The music began..and I couldn't help but laugh at god's perfect fucking timing. But I sang along, like it meant nothing to me. Axl started with his haunting voice that seeps into my veins and reminds me of a past that had nothing for me but the sound of his voice and others like him, of raw riffs and bad hair, drums, lyrical rhyming and absolute sense, and of that deathly promise of something big waiting for me.

But life has a funny way of making your wish come true... and never letting you really see, that there, right in front of you, between your fingers, at arms length, there and everywhere around you, is your wish, fulfilled. But you never see it.

*****

Rains have always been my favourite. They have a funny way of making everything seem okay. The rain doesn't burn down on my skin, but bathes over the scabs, it doesn't pierce through me, shinning down on me like the sun, reminding me that I cannot hide too long; but it simply wraps itself around me, and hides me in it's dance. And so I love the rain...Walking down the street as it takes over every inch of me with its tips.. promising me a new start.

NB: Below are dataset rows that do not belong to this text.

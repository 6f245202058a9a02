//! Two-pass daily pipeline coordinator
//!
//! Pass 1 refreshes the FOCUS tier from structural index weights and the
//! event calendar, the main section evaluates every active ticker
//! concurrently, and pass 2 feeds the results back into the universe:
//! stress promotion, inactivity accounting, expiry, and the capacity cap.

use std::collections::{BTreeMap, HashMap};
use std::sync::Arc;

use basalt_universe::{
    deduplicate_constituents, fetch_all_events, fetch_all_structural_focus, CalendarSource,
    HoldingsSource, UniverseManager,
};
use chrono::NaiveDate;
use tokio::task::JoinSet;

use crate::config::PipelineConfig;
use crate::error::Result;
use crate::ports::FeatureStore;
use crate::processor::{Evaluation, Processor};

/// Pipeline coordinator owning the universe state and the evaluator
pub struct Orchestrator {
    universe: UniverseManager,
    processor: Arc<Processor>,
    config: PipelineConfig,
}

impl Orchestrator {
    pub fn new(config: PipelineConfig) -> Result<Self> {
        let processor = Processor::new(
            config.window,
            config.min_periods,
            config.drift_threshold,
        )?;
        Ok(Self {
            universe: UniverseManager::with_config(config.universe.clone()),
            processor: Arc::new(processor),
            config,
        })
    }

    pub fn universe(&self) -> &UniverseManager {
        &self.universe
    }

    /// Run the full two-pass cycle for one date.
    ///
    /// `holdings` and `calendar` are optional: without them pass 1 is
    /// skipped and the universe carries over from the previous cycle.
    pub async fn run_diagnostics(
        &mut self,
        store: Arc<dyn FeatureStore>,
        holdings: Option<&dyn HoldingsSource>,
        calendar: Option<&dyn CalendarSource>,
        target: NaiveDate,
    ) -> Result<BTreeMap<String, Evaluation>> {
        if holdings.is_some() || calendar.is_some() {
            self.update_focus(holdings, calendar, target).await;
        }

        let active = self.universe.get_active_tickers();
        log::info!("processing {} tickers: {:?}", active.len(), active);

        let mut set = JoinSet::new();
        for ticker in &active {
            let store = Arc::clone(&store);
            let processor = Arc::clone(&self.processor);
            let ticker = ticker.clone();
            let lookback = self.config.lookback_days;
            set.spawn(async move {
                match store.load_panel(&ticker, target, lookback).await {
                    Ok(panel) => Some((ticker.clone(), processor.evaluate(&ticker, target, &panel))),
                    Err(e) => {
                        log::error!("failed to load features for {ticker}: {e}");
                        None
                    }
                }
            });
        }

        let mut results: BTreeMap<String, Evaluation> = BTreeMap::new();
        while let Some(joined) = set.join_next().await {
            match joined {
                Ok(Some((ticker, evaluation))) => {
                    results.insert(ticker, evaluation);
                }
                Ok(None) => {}
                Err(e) => log::error!("evaluation task failed: {e}"),
            }
        }

        for (ticker, evaluation) in &results {
            let score = match evaluation.stress.unusualness {
                Some(u) => format!("U={u:.1}"),
                None => "U=N/A".to_string(),
            };
            log::info!(
                "  {}: {} ({})",
                ticker,
                evaluation.output.regime_result.regime.description(),
                score
            );
        }

        self.stress_update(&results, target);
        Ok(results)
    }

    /// Evaluate one ticker ad hoc, without touching the universe
    pub async fn run_single_ticker(
        &self,
        store: &dyn FeatureStore,
        ticker: &str,
        target: NaiveDate,
    ) -> Result<Evaluation> {
        let panel = store
            .load_panel(ticker, target, self.config.lookback_days)
            .await?;
        Ok(self.processor.evaluate(ticker, target, &panel))
    }

    /// Pass 1: structural and event promotion.
    ///
    /// Source failures degrade to empty result sets inside the universe
    /// crate; this pass never blocks the main evaluation.
    async fn update_focus(
        &mut self,
        holdings: Option<&dyn HoldingsSource>,
        calendar: Option<&dyn CalendarSource>,
        target: NaiveDate,
    ) {
        if let Some(holdings) = holdings {
            let constituents =
                deduplicate_constituents(fetch_all_structural_focus(holdings).await);
            let mut promoted = 0;
            let total = constituents.len();
            for c in constituents {
                if self
                    .universe
                    .promote_structural(&c.ticker, &c.etf, c.rank, target)
                {
                    promoted += 1;
                }
            }
            log::info!("structural focus: {promoted} new of {total} constituents");
        }

        if let Some(calendar) = calendar {
            let events =
                fetch_all_events(calendar, Some(calendar), target, self.config.event_window_days)
                    .await;
            let total = events.len();
            let mut promoted = 0;
            for event in &events {
                if let Some(ticker) = &event.ticker {
                    if self.universe.promote_event(ticker, &event.description, target) {
                        promoted += 1;
                    }
                }
            }
            log::info!("event focus: {promoted} new promotions from {total} events");
        }
    }

    /// Pass 2: stress feedback, inactivity accounting, expiry, cap
    fn stress_update(&mut self, results: &BTreeMap<String, Evaluation>, target: NaiveDate) {
        for (ticker, evaluation) in results {
            if self.universe.get_core_tickers().contains(ticker) {
                continue;
            }

            // A stress re-trigger counts as activity, not silence: only
            // genuinely quiet cycles advance the expiry counter
            if evaluation.stress.is_stressed(self.universe.config()) {
                self.universe
                    .promote_if_stressed(ticker, &evaluation.stress, target);
            } else if self.universe.get_focus_tickers().contains_key(ticker) {
                self.universe.increment_inactive(ticker);
            }
        }

        let expired = self.universe.expire_inactive();
        if !expired.is_empty() {
            log::info!("expired {} FOCUS tickers: {:?}", expired.len(), expired);
        }

        let focus = self.universe.get_focus_tickers();
        let scores: HashMap<String, f64> = results
            .iter()
            .filter(|(t, _)| focus.contains_key(*t))
            .map(|(t, e)| (t.clone(), e.stress.unusualness.unwrap_or(0.0)))
            .collect();
        let z_gex: HashMap<String, f64> = results
            .iter()
            .filter(|(t, _)| focus.contains_key(*t))
            .map(|(t, e)| (t.clone(), e.stress.z_gex.unwrap_or(0.0)))
            .collect();

        let evicted = self.universe.enforce_focus_cap(&scores, &z_gex);
        if !evicted.is_empty() {
            log::info!("evicted {} FOCUS tickers over cap: {:?}", evicted.len(), evicted);
        }
    }
}
//! Explainability protocol
//!
//! Produces the canonical diagnostic output that explains:
//! 1. The assigned regime and its triggering condition values
//! 2. The unusualness score and its top drivers
//! 3. Excluded features with reasons
//! 4. The baseline state (data sufficiency)
//!
//! The explainer is a pure formatter — it combines pre-computed results
//! without reinterpreting or re-rounding any value. If data is missing, it
//! says so explicitly; there are no silent failures.

use basalt_core::Feature;
use chrono::NaiveDate;
use serde::Serialize;
use serde_json::{Value, json};
use std::fmt;

use crate::baseline::BaselineState;
use crate::classifier::RegimeResult;
use crate::scoring::ScoringResult;

/// Record of a feature excluded from analysis, with the reason
#[derive(Debug, Clone, PartialEq, Eq, Serialize)]
pub struct ExcludedFeature {
    pub feature: Feature,
    pub reason: String,
}

impl ExcludedFeature {
    pub fn new(feature: Feature, reason: impl Into<String>) -> Self {
        Self {
            feature,
            reason: reason.into(),
        }
    }

    /// Standard insufficient-observations reason, e.g. `n = 14 < 21`
    pub fn insufficient(feature: Feature, n_obs: usize, min_required: usize) -> Self {
        Self::new(feature, format!("n = {} < {}", n_obs, min_required))
    }

    /// Standard missing-value reason (input present but NaN/absent today)
    pub fn missing_value(feature: Feature) -> Self {
        Self::new(feature, "missing value")
    }
}

impl fmt::Display for ExcludedFeature {
    fn fmt(&self, f: &mut fmt::Formatter<'_>) -> fmt::Result {
        write!(f, "{} ({})", self.feature, self.reason)
    }
}

/// Complete diagnostic output for one instrument on one date
///
/// The system's canonical output unit: immutable aggregate of the regime
/// classification, the unusualness score, exclusion reasons, and the
/// baseline state.
#[derive(Debug, Clone, PartialEq, Serialize)]
pub struct DiagnosticOutput {
    pub regime_result: RegimeResult,
    pub scoring_result: Option<ScoringResult>,
    pub excluded_features: Vec<ExcludedFeature>,
    pub baseline_state: BaselineState,
    pub ticker: String,
    pub date: NaiveDate,
}

impl DiagnosticOutput {
    /// Regime section: label, description, and triggering conditions
    pub fn format_regime(&self) -> String {
        let mut lines = vec![format!(
            "Regime: {} ({})",
            self.regime_result.regime.label(),
            self.regime_result.regime.description()
        )];

        if self.regime_result.triggering_conditions.is_empty() {
            // NEU or UND carry no specific triggers
            lines.push(format!("  {}", self.regime_result.interpretation));
        } else {
            lines.push(self.regime_result.format_conditions());
        }

        lines.join("\n")
    }

    /// Score section: percentile, band, and top drivers
    pub fn format_score(&self) -> String {
        let Some(scoring) = &self.scoring_result else {
            return "Unusualness: N/A (insufficient data)".to_string();
        };

        let score = match scoring.percentile_score {
            Some(p) => format!("{:.0}", p),
            None => "N/A".to_string(),
        };
        let mut lines = vec![format!(
            "Unusualness: {} ({})",
            score, scoring.interpretation
        )];

        let top = scoring.top_contributors(3);
        if !top.is_empty() {
            let drivers: Vec<String> = top
                .iter()
                .map(|(feature, contribution)| {
                    format!("{} contrib={:.2}", feature.label(), contribution)
                })
                .collect();
            lines.push(format!("Top drivers: {}", drivers.join("; ")));
        }

        lines.join("\n")
    }

    /// Excluded-features section, `Excluded: none` when empty
    pub fn format_excluded_features(&self) -> String {
        if self.excluded_features.is_empty() {
            return "Excluded: none".to_string();
        }

        let parts: Vec<String> = self
            .excluded_features
            .iter()
            .map(|e| e.to_string())
            .collect();
        format!("Excluded: {}", parts.join(", "))
    }

    /// Baseline-state section
    pub fn format_baseline_state(&self) -> String {
        format!("Baseline: {}", self.baseline_state)
    }

    /// Fixed 4-section plain-text rendering
    pub fn format_full(&self) -> String {
        [
            format!(
                "=== Basalt Diagnostic: {} @ {} ===",
                self.ticker, self.date
            ),
            String::new(),
            self.format_regime(),
            String::new(),
            self.format_score(),
            String::new(),
            self.format_excluded_features(),
            self.format_baseline_state(),
        ]
        .join("\n")
    }

    /// Structured rendering with a stable schema
    pub fn to_value(&self) -> Value {
        let triggering: serde_json::Map<String, Value> = self
            .regime_result
            .triggering_conditions
            .iter()
            .map(|(name, c)| {
                (
                    name.to_string(),
                    json!({
                        "value": c.observed,
                        "threshold": c.threshold,
                        "met": c.satisfied,
                    }),
                )
            })
            .collect();

        let unusualness = match &self.scoring_result {
            Some(scoring) => json!({
                "score": scoring.percentile_score,
                "interpretation": scoring.interpretation.as_str(),
                "raw_score": scoring.raw_score,
                "top_contributors": scoring
                    .top_contributors(3)
                    .iter()
                    .map(|(feature, contribution)| json!({
                        "feature": feature.as_str(),
                        "contribution": contribution,
                    }))
                    .collect::<Vec<_>>(),
            }),
            None => json!({
                "score": Value::Null,
                "interpretation": Value::Null,
                "raw_score": Value::Null,
                "top_contributors": [],
            }),
        };

        json!({
            "ticker": self.ticker,
            "date": self.date.to_string(),
            "regime": {
                "type": self.regime_result.regime.label(),
                "description": self.regime_result.regime.description(),
                "interpretation": self.regime_result.interpretation,
                "triggering_conditions": triggering,
                "baseline_sufficient": self.regime_result.baseline_sufficient,
            },
            "unusualness": unusualness,
            "excluded_features": self.excluded_features
                .iter()
                .map(|e| json!({
                    "feature": e.feature.as_str(),
                    "reason": e.reason,
                }))
                .collect::<Vec<_>>(),
            "baseline_state": self.baseline_state.as_str(),
        })
    }
}

/// Stateless assembler of diagnostic outputs
///
/// All diagnostic logic lives upstream (Baseline, Scorer, Classifier);
/// the explainer only combines their results.
#[derive(Debug, Clone, Copy, Default)]
pub struct Explainer;

impl Explainer {
    pub fn new() -> Self {
        Self
    }

    /// Assemble the complete diagnostic output for one (instrument, date)
    pub fn explain(
        &self,
        regime_result: RegimeResult,
        scoring_result: Option<ScoringResult>,
        excluded_features: Vec<ExcludedFeature>,
        baseline_state: BaselineState,
        ticker: impl Into<String>,
        date: NaiveDate,
    ) -> DiagnosticOutput {
        DiagnosticOutput {
            regime_result,
            scoring_result,
            excluded_features,
            baseline_state,
            ticker: ticker.into(),
            date,
        }
    }
}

There's nothing more difficult, than trying to hold the ground beneath your feet; so tight, so desperately, and wishing never to lose control. There's something so sadistically human about that desperation... That you wonder if there is something bigger in control after all, and if there is.. then why you?

Nothing lasts forever he sings.. and sings to the world of how hard it is to hold together, in the cold November Rain.

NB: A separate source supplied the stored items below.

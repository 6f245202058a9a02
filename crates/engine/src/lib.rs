//! Basalt Diagnostic Engine
//!
//! Four-stage computation pipeline producing a daily, explainable
//! microstructure diagnosis for one instrument:
//!
//! ```text
//! FeatureSeries ──► Baseline ──► z-scores, medians, state
//!                      │
//!                      ├──► Scorer ──► raw score ──► percentile ──► band
//!                      │
//!                      └──► Classifier ──► regime (priority rules)
//!                                  │
//!                                  ▼
//!                              Explainer ──► DiagnosticOutput
//! ```
//!
//! Every stage is synchronous, single-threaded, and side-effect-free:
//! pure functions over in-memory series and maps, safely callable
//! concurrently as long as each call operates on one instrument's own
//! data. Missing values stay missing through the whole pipeline — the
//! engine never imputes, and degrades to Undetermined / `None` rather
//! than erroring when data is incomplete.

pub mod baseline;
pub mod classifier;
pub mod error;
pub mod explain;
pub mod scoring;

// Re-export main types
pub use baseline::{Baseline, BaselineState, BaselineStats};
pub use classifier::{Classifier, Condition, RegimeResult, RegimeType};
pub use error::{Error, Result};
pub use explain::{DiagnosticOutput, ExcludedFeature, Explainer};
pub use scoring::{InterpretationBand, Scorer, ScoringResult};
//! Feature time series
//!
//! An ordered `(date, value-or-missing)` sequence for one feature of one
//! instrument. Series are never shared across instruments — all baseline
//! statistics are computed against an instrument's own history only.
//!
//! Missing data stays missing through the whole pipeline. NaN from upstream
//! converts to `None` here, at the I/O boundary, so "missing" can never be
//! confused with a legitimate 0.0 or a computed NaN.

use chrono::NaiveDate;
use serde::{Deserialize, Serialize};

/// A single dated observation; `None` means the value was missing upstream
#[derive(Debug, Clone, Copy, PartialEq, Serialize, Deserialize)]
pub struct Observation {
    pub date: NaiveDate,
    pub value: Option<f64>,
}

impl Observation {
    pub fn new(date: NaiveDate, value: Option<f64>) -> Self {
        Self { date, value }
    }

    /// Convert a raw upstream float, mapping NaN/infinite to missing
    pub fn from_raw(date: NaiveDate, raw: f64) -> Self {
        let value = raw.is_finite().then_some(raw);
        Self { date, value }
    }
}

/// Ordered daily series for one feature of one instrument
#[derive(Debug, Clone, Default, PartialEq, Serialize, Deserialize)]
pub struct FeatureSeries {
    observations: Vec<Observation>,
}

impl FeatureSeries {
    /// Create an empty series
    pub fn new() -> Self {
        Self::default()
    }

    /// Build from observations, sorting by date ascending
    pub fn from_observations(mut observations: Vec<Observation>) -> Self {
        observations.sort_by_key(|o| o.date);
        Self { observations }
    }

    /// Build consecutive calendar-day observations starting at `start`.
    ///
    /// Convenience for tests and synthetic data; production callers build
    /// from real trading-day observations.
    pub fn from_daily(start: NaiveDate, values: &[Option<f64>]) -> Self {
        let observations = values
            .iter()
            .enumerate()
            .map(|(i, v)| Observation::new(start + chrono::Days::new(i as u64), *v))
            .collect();
        Self { observations }
    }

    /// Append an observation; must be strictly after the last date
    pub fn push(&mut self, observation: Observation) {
        debug_assert!(
            self.observations
                .last()
                .is_none_or(|last| observation.date > last.date),
            "observations must be appended in date order"
        );
        self.observations.push(observation);
    }

    pub fn len(&self) -> usize {
        self.observations.len()
    }

    pub fn is_empty(&self) -> bool {
        self.observations.is_empty()
    }

    /// Count of non-missing observations in the whole series
    pub fn valid_count(&self) -> usize {
        self.observations.iter().filter(|o| o.value.is_some()).count()
    }

    /// Value at index (None if out of range or missing)
    pub fn value_at(&self, index: usize) -> Option<f64> {
        self.observations.get(index).and_then(|o| o.value)
    }

    /// Value on an exact date
    pub fn value_on(&self, date: NaiveDate) -> Option<f64> {
        self.observations
            .iter()
            .find(|o| o.date == date)
            .and_then(|o| o.value)
    }

    /// Most recent value in the series (None if empty or missing)
    pub fn last_value(&self) -> Option<f64> {
        self.observations.last().and_then(|o| o.value)
    }

    /// Most recent observation date
    pub fn last_date(&self) -> Option<NaiveDate> {
        self.observations.last().map(|o| o.date)
    }

    pub fn observations(&self) -> &[Observation] {
        &self.observations
    }

    /// Values in date order, missing as `None`
    pub fn values(&self) -> impl Iterator<Item = Option<f64>> + '_ {
        self.observations.iter().map(|o| o.value)
    }
}

#[cfg(test)]
mod tests {
    use super::*;

    fn day(n: u64) -> NaiveDate {
        NaiveDate::from_ymd_opt(2024, 1, 1).unwrap() + chrono::Days::new(n)
    }

    #[test]
    fn test_from_raw_maps_nan_to_missing() {
        assert_eq!(Observation::from_raw(day(0), f64::NAN).value, None);
        assert_eq!(Observation::from_raw(day(0), f64::INFINITY).value, None);
        assert_eq!(Observation::from_raw(day(0), 1.5).value, Some(1.5));
        assert_eq!(Observation::from_raw(day(0), 0.0).value, Some(0.0));
    }

    #[test]
    fn test_from_observations_sorts_by_date() {
        let series = FeatureSeries::from_observations(vec![
            Observation::new(day(2), Some(3.0)),
            Observation::new(day(0), Some(1.0)),
            Observation::new(day(1), None),
        ]);
        let values: Vec<_> = series.values().collect();
        assert_eq!(values, vec![Some(1.0), None, Some(3.0)]);
        assert_eq!(series.valid_count(), 2);
    }

    #[test]
    fn test_lookups() {
        let series = FeatureSeries::from_daily(day(0), &[Some(1.0), None, Some(3.0)]);
        assert_eq!(series.value_on(day(0)), Some(1.0));
        assert_eq!(series.value_on(day(1)), None);
        assert_eq!(series.value_at(2), Some(3.0));
        assert_eq!(series.last_value(), Some(3.0));
        assert_eq!(series.last_date(), Some(day(2)));
    }
}
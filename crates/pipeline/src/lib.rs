//! Basalt Pipeline
//!
//! Coordinates universe management and the diagnostic engine in a
//! two-pass daily cycle:
//!
//! ```text
//! Pass 1   structural + event promotion ──► FOCUS update
//!            │
//! Main       ▼
//!          active tickers ──► load features ──► evaluate (concurrent)
//!            │
//! Pass 2     ▼
//!          stress check ──► promote / expire / enforce cap
//! ```
//!
//! The engine stages are pure, so per-ticker evaluation fans out onto
//! the runtime freely; the only mutable state is the FOCUS map, touched
//! strictly before and after the concurrent section.

pub mod config;
pub mod error;
pub mod orchestrator;
pub mod ports;
pub mod processor;

// Re-export main types
pub use config::PipelineConfig;
pub use error::{Error, Result};
pub use orchestrator::Orchestrator;
pub use ports::{FeaturePanel, FeatureStore};
pub use processor::{Evaluation, Processor};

Life won't let me call her a bitch, she wont leave me alone, and she wont let me be. She dangles freewill in front of my thirsty rebellious eyes knowing I will crumble, and then she laughs a thunderous laugh, telling me how that "freewill" was a cruel test of Destiny.

He sings..asking me if I need some time on my own, if I need some time all alone.

You try. But the ground does shift, your feet do lose their grip, and the earth does shatter all around you. But the truth remains, that you get by. Because you pick up the damn broken pieces,  you pick them up to start afresh or you shove them down some dirty drain of disasters and start over. It's what you do. Because of some weird spell you're on, that won't let you give up.

So he sings again, asking me if I need some time... 

I try... I try to refrain, but I'm giving in.. He tells me behind fine guitars that "everybody needs some time"... and I give in.

If it's time I have, then it's time I need. To pick these damn pieces up, or figure out where I want them thrown.

Destiny, bring it on.

1 comment:

  1. Hmmm...Don't really like the use of language in your writing. I prefer the way you bring anger without the use of language in your writing. I suppose emotion played its role here. Well written anyway. About the timing, what can I say? I'm just hoping it gets past as fast as it can, like NOW!

    ReplyDelete

Sure, why not, let me have it.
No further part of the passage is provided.